- _EXERCISE GOAL_
Every line that contains the word "resolving" should be copied from the records below.

Stored data entries:
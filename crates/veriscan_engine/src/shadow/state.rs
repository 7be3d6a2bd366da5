//! Divergent states: a state plus twin shadow valuations.

use std::collections::{BTreeMap, BTreeSet};

use z3::ast::{Ast, Bool, Dynamic};
use z3::Model;

use veriscan_smt::Smt;

use crate::config::ShadowProcessingMode;
use crate::context::{State, Vertex};

/// A state extended with the two auxiliary shadow registries.
///
/// `symbolic_shadow` and `concrete_shadow` map a minted shadow name to
/// the `(old, new)` pair of terms it stands for. Ordinary store entries
/// may mention shadow symbols; resolving them against a registry
/// projects the state to one revision.
#[derive(Debug, Clone)]
pub struct DivergentState<'ctx> {
    state: State<'ctx>,
    symbolic_shadow: BTreeMap<String, (Dynamic<'ctx>, Dynamic<'ctx>)>,
    concrete_shadow: BTreeMap<String, (Dynamic<'ctx>, Dynamic<'ctx>)>,
}

impl<'ctx> DivergentState<'ctx> {
    /// Wrap a plain state with empty shadow registries.
    pub fn new(state: State<'ctx>) -> Self {
        Self { state, symbolic_shadow: BTreeMap::new(), concrete_shadow: BTreeMap::new() }
    }

    /// The wrapped state.
    pub fn state(&self) -> &State<'ctx> {
        &self.state
    }

    /// The wrapped state, mutably.
    pub fn state_mut(&mut self) -> &mut State<'ctx> {
        &mut self.state
    }

    /// Record the twin symbolic valuations of a shadow symbol.
    pub fn set_symbolic_shadow(
        &mut self,
        shadow_name: impl Into<String>,
        old: Dynamic<'ctx>,
        new: Dynamic<'ctx>,
    ) {
        self.symbolic_shadow.insert(shadow_name.into(), (old, new));
    }

    /// Record the twin concrete valuations of a shadow symbol.
    pub fn set_concrete_shadow(
        &mut self,
        shadow_name: impl Into<String>,
        old: Dynamic<'ctx>,
        new: Dynamic<'ctx>,
    ) {
        self.concrete_shadow.insert(shadow_name.into(), (old, new));
    }

    /// Whether any shadow has been recorded.
    pub fn has_shadows(&self) -> bool {
        !self.symbolic_shadow.is_empty() || !self.concrete_shadow.is_empty()
    }

    fn half<'s>(
        pair: &'s (Dynamic<'ctx>, Dynamic<'ctx>),
        mode: ShadowProcessingMode,
    ) -> &'s Dynamic<'ctx> {
        match mode {
            ShadowProcessingMode::New => &pair.1,
            _ => &pair.0,
        }
    }

    /// Substitute every registered shadow symbol in `term` by the chosen
    /// revision's half, repeatedly, until none remains.
    fn resolve_shadows(
        smt: &Smt<'ctx>,
        registry: &BTreeMap<String, (Dynamic<'ctx>, Dynamic<'ctx>)>,
        term: &Dynamic<'ctx>,
        mode: ShadowProcessingMode,
    ) -> Dynamic<'ctx> {
        let mut lowered = term.clone();
        loop {
            let mut changed = false;
            for constant in smt.uninterpreted_constants(&lowered) {
                let name = Smt::constant_name(&constant);
                if let Some(pair) = registry.get(&name) {
                    lowered = smt.substitute(&lowered, &constant, Self::half(pair, mode));
                    changed = true;
                }
            }
            if !changed {
                return lowered.simplify();
            }
        }
    }

    /// Lower a concretely evaluated term to one revision by resolving
    /// its concrete shadows.
    pub fn lower_concrete(
        &self,
        smt: &Smt<'ctx>,
        term: &Dynamic<'ctx>,
        mode: ShadowProcessingMode,
    ) -> Dynamic<'ctx> {
        Self::resolve_shadows(smt, &self.concrete_shadow, term, mode)
    }

    /// Lower a symbolically encoded term to one revision by resolving
    /// its symbolic shadows.
    pub fn lower_symbolic(
        &self,
        smt: &Smt<'ctx>,
        term: &Dynamic<'ctx>,
        mode: ShadowProcessingMode,
    ) -> Dynamic<'ctx> {
        Self::resolve_shadows(smt, &self.symbolic_shadow, term, mode)
    }

    /// Whether `term` transitively involves a symbolic shadow, chasing
    /// symbols through their symbolic-store definitions.
    pub fn involves_shadow(&self, smt: &Smt<'ctx>, term: &Dynamic<'ctx>) -> bool {
        let mut worklist = vec![term.clone()];
        let mut visited: BTreeSet<String> = BTreeSet::new();
        while let Some(current) = worklist.pop() {
            for constant in smt.uninterpreted_constants(&current) {
                let name = Smt::constant_name(&constant);
                if self.symbolic_shadow.contains_key(&name) {
                    return true;
                }
                if !visited.insert(name.clone()) {
                    continue;
                }
                if let Some(definition) = self.state.symbolic_value(&name) {
                    if *definition != constant {
                        worklist.push(definition.clone());
                    }
                }
            }
        }
        false
    }

    /// Lower an encoded term to one revision, inlining the definition of
    /// every symbol that transitively involves a shadow.
    ///
    /// Symbols whose definitions are shadow-free stay symbolic, so the
    /// result still composes with the definitional closure of the
    /// underlying state.
    pub fn lower_symbolic_deep(
        &self,
        smt: &Smt<'ctx>,
        term: &Dynamic<'ctx>,
        mode: ShadowProcessingMode,
    ) -> Dynamic<'ctx> {
        let mut lowered = term.clone();
        loop {
            let mut changed = false;
            for constant in smt.uninterpreted_constants(&lowered) {
                let name = Smt::constant_name(&constant);
                if let Some(pair) = self.symbolic_shadow.get(&name) {
                    lowered = smt.substitute(&lowered, &constant, Self::half(pair, mode));
                    changed = true;
                    continue;
                }
                if let Some(definition) = self.state.symbolic_value(&name).cloned() {
                    if definition != constant && self.involves_shadow(smt, &definition) {
                        lowered = smt.substitute(&lowered, &constant, &definition);
                        changed = true;
                    }
                }
            }
            if !changed {
                return lowered.simplify();
            }
        }
    }

    /// Project this divergent state to one revision's ordinary state.
    ///
    /// Every store entry and path-constraint clause has its shadow
    /// symbols resolved; the shadow registries are dropped.
    pub fn project(&self, smt: &Smt<'ctx>, mode: ShadowProcessingMode) -> State<'ctx> {
        let mut projected = State::new(self.state.vertex().clone());
        for (name, term) in self.state.symbolic_entries() {
            projected.set_symbolic(name.clone(), self.lower_symbolic(smt, term, mode));
        }
        for (name, term) in self.state.concrete_entries() {
            projected.set_concrete(name.clone(), self.lower_concrete(smt, term, mode));
        }
        for clause in self.state.path_constraint() {
            let clause = self
                .lower_symbolic(smt, &Dynamic::from_ast(clause), mode)
                .as_bool()
                .unwrap_or_else(|| clause.clone());
            projected.push_path_constraint(clause);
        }
        for (name, version) in self.state.versions() {
            while projected.version(name) < version {
                projected.bump_version(name);
            }
        }
        projected
    }

    /// Fork at a branch, keeping the shadow registries; see
    /// [`State::fork`].
    pub fn fork(
        &self,
        smt: &Smt<'ctx>,
        vertex: Vertex,
        model: &Model<'ctx>,
        constraint: Bool<'ctx>,
    ) -> DivergentState<'ctx> {
        DivergentState {
            state: self.state.fork(smt, vertex, model, constraint),
            symbolic_shadow: self.symbolic_shadow.clone(),
            concrete_shadow: self.concrete_shadow.clone(),
        }
    }
}

#[cfg(test)]
mod tests {
    use super::*;

    fn with_smt(run: impl FnOnce(&Smt)) {
        let config = z3::Config::new();
        let context = z3::Context::new(&config);
        run(&Smt::new(&context));
    }

    #[test]
    fn lowering_projects_the_chosen_half() {
        with_smt(|smt| {
            let mut state = DivergentState::new(State::new(Vertex::new("P", 0)));
            let x = smt.int_constant("P.x_0__0");
            let old_half = Dynamic::from_ast(&x.gt(&smt.int_value(0)));
            let new_half = Dynamic::from_ast(&x.ge(&smt.int_value(0)));
            state.set_symbolic_shadow("sshadow_0__0", old_half, new_half);

            let shadow = Dynamic::from_ast(&smt.bool_constant("sshadow_0__0"));
            let old = state.lower_symbolic(smt, &shadow, ShadowProcessingMode::Old);
            let new = state.lower_symbolic(smt, &shadow, ShadowProcessingMode::New);
            // At x = 0 the halves disagree.
            let x_is_zero =
                Dynamic::from_ast(&x._eq(&smt.int_value(0))).as_bool().unwrap();
            let old_holds =
                smt.check(&[x_is_zero.clone(), old.as_bool().unwrap()]).unwrap();
            assert!(old_holds.is_none());
            let new_holds = smt.check(&[x_is_zero, new.as_bool().unwrap()]).unwrap();
            assert!(new_holds.is_some());
        });
    }

    #[test]
    fn involvement_chases_store_definitions() {
        with_smt(|smt| {
            let mut state = DivergentState::new(State::new(Vertex::new("P", 0)));
            let shadow = Dynamic::from_ast(&smt.int_constant("sshadow_0__0"));
            state.set_symbolic_shadow(
                "sshadow_0__0",
                Dynamic::from_ast(&smt.int_value(1)),
                Dynamic::from_ast(&smt.int_value(2)),
            );
            // y is defined as the shadow symbol; z is independent.
            state.state_mut().set_symbolic("P.y_1__0", shadow);
            state
                .state_mut()
                .set_symbolic("P.z_0__0", Dynamic::from_ast(&smt.int_constant("P.z_0__0")));

            let y = Dynamic::from_ast(&smt.int_constant("P.y_1__0"));
            assert!(state.involves_shadow(smt, &y));
            let z = Dynamic::from_ast(&smt.int_constant("P.z_0__0"));
            assert!(!state.involves_shadow(smt, &z));

            // Deep lowering inlines y down to the old half.
            let lowered = state.lower_symbolic_deep(smt, &y, ShadowProcessingMode::Old);
            assert_eq!(Smt::int_from(&lowered), Some(1));
        });
    }

    #[test]
    fn projection_drops_the_registries() {
        with_smt(|smt| {
            let mut state = DivergentState::new(State::new(Vertex::new("P", 0)));
            state.set_concrete_shadow(
                "cshadow_0__0",
                Dynamic::from_ast(&smt.int_value(7)),
                Dynamic::from_ast(&smt.int_value(9)),
            );
            state.state_mut().set_concrete(
                "P.y_1__0",
                Dynamic::from_ast(&smt.int_constant("cshadow_0__0")),
            );
            let new_state = state.project(smt, ShadowProcessingMode::New);
            assert_eq!(
                Smt::int_from(new_state.concrete_value("P.y_1__0").unwrap()),
                Some(9)
            );
        });
    }
}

- _RESPONSE TO THE TASK_
/// may mention shadow symbols; resolving them against a registry
    /// Lower a concretely evaluated term to one revision by resolving
    /// Lower a symbolically encoded term to one revision by resolving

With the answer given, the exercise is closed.